# Number of Steps to Reduce a Number to Zero Leetcode Solution

Difficulty Level Easy
algorithms Bit Manipulation coding Interview interviewprep LeetCode LeetCodeSolutions

The problem Number of Steps to Reduce a Number to Zero Leetcode Solution states that given an integer. Find the minimum number of steps to convert the given integer to 0. You can perform either of the two steps, either subtract 1 or divide the integer by 2. The problem seems simple but before going through the solution, we will see a few examples. `n = 14`
`6`

Explanation: Minimum number of steps to reduce the given integer(=14) to 0 requires 6 steps. First, divide 14 by 2. Now we are left with 7. Then we subtract 1. The number we now have is 6. We divide again by 2. Then we subtract 1 three times to reduce the integer(=3) to 0.

`8`
`4`

Explanation: We use 3 divide and 1 subtraction operation to reduce 8 to 0. The first move reduces 8 to 4, then 4 to 2, 2 to 1. Then we simply subtract 1 from 1 to get 0.
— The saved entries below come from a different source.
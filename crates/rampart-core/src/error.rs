//! Domain rule rejections.
//!
//! None of these are faults: every one is reported back to the caller and the
//! simulation keeps running.

use serde::{Deserialize, Serialize};
use thiserror::Error;

use crate::types::TowerId;

/// Why a player intent was refused.
#[derive(Debug, Clone, PartialEq, Error, Serialize, Deserialize)]
#[serde(tag = "type")]
pub enum CommandError {
    #[error("not enough gold: costs {cost}, have {gold}")]
    InsufficientGold { cost: u32, gold: u32 },
    #[error("cannot place a tower here: {reason}")]
    InvalidPlacement { reason: PlacementRejection },
    #[error("no tower kind selected for placement")]
    NoPendingSelection,
}

/// The first rule a candidate tower location broke.
#[derive(Debug, Clone, Copy, PartialEq, Error, Serialize, Deserialize)]
#[serde(tag = "type")]
pub enum PlacementRejection {
    #[error("location is not a finite point")]
    OutOfBounds,
    #[error("too close to path waypoint {waypoint}")]
    NearPath { waypoint: usize },
    #[error("overlaps tower {}", tower.0)]
    NearTower { tower: TowerId },
}

#[derive(Debug, Clone, PartialEq, Eq, Error)]
pub enum PathError {
    #[error("a path needs at least 2 waypoints, got {count}")]
    TooFewWaypoints { count: usize },
}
## Brute Force Approach for Number of Steps to Reduce a Number to Zero Leetcode Solution

The problem is pretty standard and has been asked several times in various tests. The brute force solution for the problem is not sufficient to solve the problem under the time limit. The brute force solution uses recursion for the solution. For each integer, since we have two possible operations. We perform both of them and then recursively call for the modified integer. The time complexity for the solution will be exponential thus is not efficient for large inputs. The solution when coded will result into runtime error because the numbers which contain decimal part will never be able to reduce to 0.

Degree of an array

## Optimized Approach for Number of Steps to Reduce a Number to Zero Leetcode Solution

The problem is one of the standard problems, which are very widely known. The problem can be easily solved if we subtract 1 only when we encounter an odd number. And divide the number by 2, when we get an even number. Thus the solution of the problem is dependent on the parity of the integer. Why do we divide from 2 when the number is even? Because it’s always better or equally fine to reduce the number by making it half than subtracting 1. Then why don’t we divide the odd numbers? Because then we will end up having decimal integers, which cannot be reduced to 0 using these two operations in any way.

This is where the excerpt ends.